### [Task directions]
Show each line of the entries below in which the word "Signaling" appears.

--------------------

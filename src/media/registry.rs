//! Stream Registry
//!
//! Ordnet Teilnehmer ihren Media-Streams zu. Der lokale Stream gehört der
//! Session, Remote-Streams gehören der Transport-Schicht und werden hier nur
//! über `Weak` referenziert.

use super::capture::{CaptureSource, LocalTrack, MediaKind};
use std::collections::HashMap;
use std::sync::{Arc, Weak};

// ============================================================================
// LOCAL STREAM
// ============================================================================

/// Lokaler Stream aus Mikrofon, Kamera und optional Bildschirm
///
/// Während einer Bildschirmfreigabe bleibt der Kamera-Track erhalten und wird
/// beim Beenden wieder zur aktiven Videoquelle.
#[derive(Debug)]
pub struct LocalStream {
    id: String,
    microphone: Option<LocalTrack>,
    camera: Option<LocalTrack>,
    screen: Option<LocalTrack>,
}

impl LocalStream {
    pub fn new(microphone: Option<LocalTrack>, camera: Option<LocalTrack>) -> Self {
        Self {
            id: uuid::Uuid::new_v4().to_string(),
            microphone,
            camera,
            screen: None,
        }
    }

    pub fn id(&self) -> &str {
        &self.id
    }

    /// Setzt einen nachträglich angeforderten Mikrofon- oder Kamera-Track
    pub fn insert_track(&mut self, track: LocalTrack) {
        if let Some(previous) = self.replace_track(track) {
            tracing::warn!("Replacing local track {}", previous.id());
        }
    }

    /// Setzt den Track in seinen Slot und gibt den vorherigen zurück
    pub fn replace_track(&mut self, track: LocalTrack) -> Option<LocalTrack> {
        let slot = match track.source() {
            CaptureSource::Microphone => &mut self.microphone,
            CaptureSource::Camera => &mut self.camera,
            CaptureSource::Screen => &mut self.screen,
        };
        slot.replace(track)
    }

    pub fn track(&self, source: CaptureSource) -> Option<&LocalTrack> {
        match source {
            CaptureSource::Microphone => self.microphone.as_ref(),
            CaptureSource::Camera => self.camera.as_ref(),
            CaptureSource::Screen => self.screen.as_ref(),
        }
    }

    pub fn track_mut(&mut self, source: CaptureSource) -> Option<&mut LocalTrack> {
        match source {
            CaptureSource::Microphone => self.microphone.as_mut(),
            CaptureSource::Camera => self.camera.as_mut(),
            CaptureSource::Screen => self.screen.as_mut(),
        }
    }

    /// Der Track, der gerade als Video gesendet wird
    pub fn active_video(&self) -> Option<&LocalTrack> {
        self.screen.as_ref().or(self.camera.as_ref())
    }

    pub fn is_sharing_screen(&self) -> bool {
        self.screen.is_some()
    }

    /// Setzt den Bildschirm-Track als Videoquelle
    pub fn start_screen(&mut self, track: LocalTrack) {
        if let Some(previous) = self.screen.replace(track) {
            tracing::warn!("Replacing running screen capture {}", previous.id());
        }
    }

    /// Gibt den Bildschirm-Track frei, die Kamera ist wieder aktiv
    pub fn stop_screen(&mut self) -> bool {
        self.screen.take().is_some()
    }

    /// Anzahl der gehaltenen Geräte
    pub fn open_tracks(&self) -> usize {
        [&self.microphone, &self.camera, &self.screen]
            .iter()
            .filter(|t| t.is_some())
            .count()
    }
}

// ============================================================================
// REMOTE STREAM
// ============================================================================

#[derive(Debug, Clone, PartialEq, Eq)]
pub struct RemoteTrack {
    pub id: String,
    pub kind: MediaKind,
}

/// Stream eines entfernten Teilnehmers, im Besitz der Transport-Schicht
#[derive(Debug)]
pub struct RemoteStream {
    pub id: String,
    pub user_id: String,
    pub tracks: Vec<RemoteTrack>,
}

impl RemoteStream {
    pub fn new(id: impl Into<String>, user_id: impl Into<String>, tracks: Vec<RemoteTrack>) -> Self {
        Self {
            id: id.into(),
            user_id: user_id.into(),
            tracks,
        }
    }
}

// ============================================================================
// REGISTRY
// ============================================================================

/// Leseansicht auf einen registrierten Stream
#[derive(Debug)]
pub enum StreamView<'a> {
    Local(&'a LocalStream),
    Remote(Arc<RemoteStream>),
}

impl StreamView<'_> {
    pub fn stream_id(&self) -> &str {
        match self {
            Self::Local(stream) => stream.id(),
            Self::Remote(stream) => &stream.id,
        }
    }

    pub fn is_local(&self) -> bool {
        matches!(self, Self::Local(_))
    }
}

/// userId → Stream
#[derive(Debug)]
pub struct StreamRegistry {
    local_user_id: String,
    local: Option<LocalStream>,
    remote: HashMap<String, Weak<RemoteStream>>,
}

impl StreamRegistry {
    pub fn new(local_user_id: impl Into<String>) -> Self {
        Self {
            local_user_id: local_user_id.into(),
            local: None,
            remote: HashMap::new(),
        }
    }

    pub fn local_user_id(&self) -> &str {
        &self.local_user_id
    }

    /// Übernimmt den lokalen Stream, ein vorheriger wird freigegeben
    pub fn set_local(&mut self, stream: LocalStream) {
        if let Some(previous) = self.local.replace(stream) {
            tracing::warn!("Replacing local stream {}", previous.id());
        }
    }

    pub fn local(&self) -> Option<&LocalStream> {
        self.local.as_ref()
    }

    pub fn local_mut(&mut self) -> Option<&mut LocalStream> {
        self.local.as_mut()
    }

    /// Registriert einen Remote-Stream ohne Besitz zu übernehmen
    pub fn insert_remote(&mut self, user_id: impl Into<String>, stream: Weak<RemoteStream>) {
        self.remote.insert(user_id.into(), stream);
    }

    pub fn remove_remote(&mut self, user_id: &str) -> bool {
        self.remote.remove(user_id).is_some()
    }

    /// Liefert den Stream eines Teilnehmers, tote Remote-Referenzen zählen nicht
    pub fn get(&self, user_id: &str) -> Option<StreamView<'_>> {
        if user_id == self.local_user_id {
            return self.local.as_ref().map(StreamView::Local);
        }
        self.remote
            .get(user_id)
            .and_then(Weak::upgrade)
            .map(StreamView::Remote)
    }

    pub fn contains(&self, user_id: &str) -> bool {
        self.get(user_id).is_some()
    }

    /// Anzahl lebender Einträge
    pub fn len(&self) -> usize {
        let remote = self
            .remote
            .values()
            .filter(|s| s.strong_count() > 0)
            .count();
        remote + usize::from(self.local.is_some())
    }

    pub fn is_empty(&self) -> bool {
        self.len() == 0
    }

    /// Entfernt alles; der lokale Stream wird dabei freigegeben
    pub fn clear(&mut self) {
        self.local = None;
        self.remote.clear();
    }
}
//! Call Session
//!
//! Der zentrale Handle eines Anrufs: Zustandsmaschine, Teilnehmerliste,
//! Stream Registry, Media-Toggles, Pin und Dauer-Ticker.
//!
//! Eingehende Signale laufen über [`CallSession::handle_signal`] (bzw.
//! [`CallSession::run`] für einen mpsc-Kanal), ausgehende Signale werden als
//! [`SessionEvent::Outgoing`] auf dem Broadcast-Kanal veröffentlicht.

use super::events::{OutgoingSignal, SessionEvent, SignalEvent};
use super::roster::{Participant, ParticipantUpdate, Roster};
use super::state::{new_call_id, CallPhase, PhaseKind};
use super::viewport::{select_main_view, sidebar_participants, MainView};
use crate::config::{CallConfig, MediaPreferences};
use crate::diagnostics::{classify, CallIssue, CallStateSnapshot, ErrorHistory};
use crate::media::{
    CaptureCapabilities, CaptureError, CaptureSource, LocalStream, MediaCapture, MediaConstraints,
    StreamRegistry,
};
use parking_lot::Mutex;
use std::sync::{Arc, Weak};
use std::time::Duration;
use thiserror::Error;
use tokio::sync::{broadcast, mpsc};
use tokio::task::JoinHandle;

const EVENT_CHANNEL_CAPACITY: usize = 100;
const TICK_INTERVAL: Duration = Duration::from_secs(1);

// ============================================================================
// ERROR TYPES
// ============================================================================

#[derive(Error, Debug, Clone, PartialEq, Eq)]
pub enum SessionError {
    #[error("Cannot {operation} while call is {state}")]
    InvalidState {
        operation: &'static str,
        state: PhaseKind,
    },

    #[error("Media access denied: {0}")]
    CaptureDenied(CaptureError),

    /// Gerät fehlt, ist belegt oder das Backend hat versagt
    #[error("Media capture failed: {0}")]
    Capture(CaptureError),

    #[error("Signaling error: {0}")]
    Signaling(String),

    #[error("No active local stream")]
    NoActiveStream,

    #[error("Call timed out")]
    CallTimeout,

    #[error("Call ended while the operation was pending")]
    Aborted,
}

impl From<CaptureError> for SessionError {
    fn from(error: CaptureError) -> Self {
        match error {
            CaptureError::PermissionDenied(_) => Self::CaptureDenied(error),
            other => Self::Capture(other),
        }
    }
}

// ============================================================================
// SNAPSHOT
// ============================================================================

/// Lesekopie des Session-Zustands für die UI
#[derive(Debug, Clone, PartialEq, Eq)]
pub struct SessionSnapshot {
    pub phase: CallPhase,
    pub participants: Vec<Participant>,
    pub is_audio_enabled: bool,
    pub is_video_enabled: bool,
    pub is_sharing_screen: bool,
    pub pinned: Option<String>,
    pub last_error: Option<String>,
    pub duration_secs: u64,
}

// ============================================================================
// CALL SESSION
// ============================================================================

struct SessionState {
    phase: CallPhase,
    roster: Roster,
    registry: StreamRegistry,
    /// Lokale Audio/Video-Wahl, bleibt über Anrufe hinweg erhalten
    media: MediaPreferences,
    /// Gilt für die nächste Anforderung, über [`CallSession::update_media`] änderbar
    constraints: MediaConstraints,
    pinned: Option<String>,
    last_error: Option<String>,
    duration_secs: u64,
    accept_pending: bool,
    ticker: Option<JoinHandle<()>>,
    history: ErrorHistory,
}

impl SessionState {
    fn is_sharing_screen(&self) -> bool {
        self.registry
            .local()
            .is_some_and(LocalStream::is_sharing_screen)
    }

    fn stop_ticker(&mut self) {
        if let Some(ticker) = self.ticker.take() {
            ticker.abort();
        }
        self.duration_secs = 0;
    }
}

--------------------

### [Solved exercise]
    #[error("Signaling error: {0}")]
    Signaling(String),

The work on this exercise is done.